* _Task item_:
Search the data below for "Create"; list each line that holds it.

[Stored items]
━━━━━━━━
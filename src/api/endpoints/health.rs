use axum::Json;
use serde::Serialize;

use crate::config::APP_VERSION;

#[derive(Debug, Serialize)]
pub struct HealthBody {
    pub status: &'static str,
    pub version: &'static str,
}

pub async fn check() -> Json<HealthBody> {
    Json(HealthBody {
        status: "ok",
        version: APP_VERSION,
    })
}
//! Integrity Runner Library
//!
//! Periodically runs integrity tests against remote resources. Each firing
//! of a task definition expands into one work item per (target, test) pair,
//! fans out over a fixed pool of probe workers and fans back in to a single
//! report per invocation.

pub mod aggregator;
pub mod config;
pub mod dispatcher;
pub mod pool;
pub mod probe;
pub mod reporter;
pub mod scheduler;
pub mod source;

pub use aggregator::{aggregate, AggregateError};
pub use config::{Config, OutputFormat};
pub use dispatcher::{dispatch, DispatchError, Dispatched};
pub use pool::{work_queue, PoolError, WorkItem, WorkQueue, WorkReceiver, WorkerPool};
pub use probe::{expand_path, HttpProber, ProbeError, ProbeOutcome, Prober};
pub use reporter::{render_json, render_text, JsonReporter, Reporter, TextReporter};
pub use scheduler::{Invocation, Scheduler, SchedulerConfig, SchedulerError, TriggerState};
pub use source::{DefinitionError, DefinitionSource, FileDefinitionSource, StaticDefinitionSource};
━━━━━━━━
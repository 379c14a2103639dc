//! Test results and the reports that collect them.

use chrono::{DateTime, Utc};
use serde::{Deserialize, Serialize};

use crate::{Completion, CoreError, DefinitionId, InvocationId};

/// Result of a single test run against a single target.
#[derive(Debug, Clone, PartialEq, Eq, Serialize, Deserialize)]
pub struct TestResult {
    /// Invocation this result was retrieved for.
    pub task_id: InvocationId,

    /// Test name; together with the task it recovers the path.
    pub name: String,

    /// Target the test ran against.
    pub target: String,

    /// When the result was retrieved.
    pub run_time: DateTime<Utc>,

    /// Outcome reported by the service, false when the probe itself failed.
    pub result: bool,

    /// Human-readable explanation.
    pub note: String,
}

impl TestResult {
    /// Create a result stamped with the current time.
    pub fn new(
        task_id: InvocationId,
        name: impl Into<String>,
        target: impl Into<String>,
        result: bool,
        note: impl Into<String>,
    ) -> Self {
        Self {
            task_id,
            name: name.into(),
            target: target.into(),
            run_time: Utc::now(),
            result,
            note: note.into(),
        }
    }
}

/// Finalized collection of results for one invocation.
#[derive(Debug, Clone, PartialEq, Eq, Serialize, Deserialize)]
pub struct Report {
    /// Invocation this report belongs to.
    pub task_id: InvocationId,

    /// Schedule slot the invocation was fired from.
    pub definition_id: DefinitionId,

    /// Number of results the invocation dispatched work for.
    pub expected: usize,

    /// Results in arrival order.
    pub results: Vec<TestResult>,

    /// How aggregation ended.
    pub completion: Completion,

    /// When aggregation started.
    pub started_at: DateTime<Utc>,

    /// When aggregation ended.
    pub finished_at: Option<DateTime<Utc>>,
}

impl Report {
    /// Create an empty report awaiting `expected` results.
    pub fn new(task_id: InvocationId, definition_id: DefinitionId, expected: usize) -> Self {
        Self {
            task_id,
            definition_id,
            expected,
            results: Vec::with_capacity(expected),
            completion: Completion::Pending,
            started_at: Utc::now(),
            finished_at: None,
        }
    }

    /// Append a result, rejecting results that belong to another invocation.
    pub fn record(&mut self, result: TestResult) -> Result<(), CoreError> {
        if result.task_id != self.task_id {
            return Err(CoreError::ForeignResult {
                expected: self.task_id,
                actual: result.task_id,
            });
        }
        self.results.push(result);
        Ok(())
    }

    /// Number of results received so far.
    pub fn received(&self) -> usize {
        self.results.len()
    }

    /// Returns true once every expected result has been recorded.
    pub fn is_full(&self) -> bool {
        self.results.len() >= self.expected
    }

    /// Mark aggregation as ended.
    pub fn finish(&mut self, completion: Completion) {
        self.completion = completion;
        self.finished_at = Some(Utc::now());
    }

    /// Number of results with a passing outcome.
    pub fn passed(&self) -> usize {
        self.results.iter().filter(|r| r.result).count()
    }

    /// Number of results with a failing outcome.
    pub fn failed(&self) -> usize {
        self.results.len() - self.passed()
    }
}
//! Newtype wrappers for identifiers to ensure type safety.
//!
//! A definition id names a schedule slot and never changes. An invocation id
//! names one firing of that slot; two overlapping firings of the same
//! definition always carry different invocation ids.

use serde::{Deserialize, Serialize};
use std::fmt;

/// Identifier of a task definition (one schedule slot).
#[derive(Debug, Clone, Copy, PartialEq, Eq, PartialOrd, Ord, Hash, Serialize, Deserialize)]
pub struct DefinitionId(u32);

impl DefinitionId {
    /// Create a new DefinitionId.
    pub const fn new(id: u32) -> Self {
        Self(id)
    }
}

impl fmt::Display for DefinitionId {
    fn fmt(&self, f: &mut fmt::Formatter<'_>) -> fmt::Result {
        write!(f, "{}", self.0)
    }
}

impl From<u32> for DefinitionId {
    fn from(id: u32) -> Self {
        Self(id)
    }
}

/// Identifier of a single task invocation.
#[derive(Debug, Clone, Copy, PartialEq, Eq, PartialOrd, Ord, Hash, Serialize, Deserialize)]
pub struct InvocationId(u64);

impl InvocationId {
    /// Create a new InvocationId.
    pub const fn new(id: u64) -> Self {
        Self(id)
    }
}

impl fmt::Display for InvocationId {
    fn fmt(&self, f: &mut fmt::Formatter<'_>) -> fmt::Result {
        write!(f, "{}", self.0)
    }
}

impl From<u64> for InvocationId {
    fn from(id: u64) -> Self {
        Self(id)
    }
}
━━━━━━━━
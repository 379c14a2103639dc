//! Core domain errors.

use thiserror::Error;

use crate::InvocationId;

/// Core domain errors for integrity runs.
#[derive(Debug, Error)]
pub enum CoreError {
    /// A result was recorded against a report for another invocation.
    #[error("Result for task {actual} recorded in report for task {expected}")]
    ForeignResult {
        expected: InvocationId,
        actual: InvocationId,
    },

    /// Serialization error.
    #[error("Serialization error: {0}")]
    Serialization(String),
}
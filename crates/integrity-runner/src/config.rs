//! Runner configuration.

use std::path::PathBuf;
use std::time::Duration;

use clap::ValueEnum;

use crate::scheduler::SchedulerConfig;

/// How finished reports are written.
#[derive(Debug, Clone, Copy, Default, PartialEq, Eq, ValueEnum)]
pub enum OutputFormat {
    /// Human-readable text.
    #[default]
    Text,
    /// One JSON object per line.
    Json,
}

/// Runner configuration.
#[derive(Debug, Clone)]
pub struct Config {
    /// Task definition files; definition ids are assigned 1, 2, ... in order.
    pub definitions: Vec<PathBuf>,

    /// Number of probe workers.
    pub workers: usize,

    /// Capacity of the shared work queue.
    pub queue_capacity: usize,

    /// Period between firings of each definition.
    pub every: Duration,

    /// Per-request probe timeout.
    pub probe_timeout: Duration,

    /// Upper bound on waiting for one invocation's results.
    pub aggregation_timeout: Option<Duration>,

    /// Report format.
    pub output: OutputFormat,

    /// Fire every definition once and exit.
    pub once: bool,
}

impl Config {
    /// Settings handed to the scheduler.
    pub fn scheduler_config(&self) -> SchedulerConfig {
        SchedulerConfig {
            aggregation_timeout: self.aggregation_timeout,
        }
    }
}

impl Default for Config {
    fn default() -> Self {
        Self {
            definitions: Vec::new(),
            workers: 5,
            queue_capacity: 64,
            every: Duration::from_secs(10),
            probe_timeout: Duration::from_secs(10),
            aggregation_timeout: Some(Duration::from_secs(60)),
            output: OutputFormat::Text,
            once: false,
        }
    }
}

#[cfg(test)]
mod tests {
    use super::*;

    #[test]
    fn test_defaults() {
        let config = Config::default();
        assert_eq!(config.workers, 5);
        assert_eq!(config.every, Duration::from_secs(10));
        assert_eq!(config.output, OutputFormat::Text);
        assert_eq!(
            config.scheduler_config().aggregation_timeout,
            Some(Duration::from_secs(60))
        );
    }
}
━━━━━━━━
* _Result for this task_:
    /// Create a result stamped with the current time.
    /// Create an empty report awaiting `expected` results.
    /// Create a new DefinitionId.
    /// Create a new InvocationId.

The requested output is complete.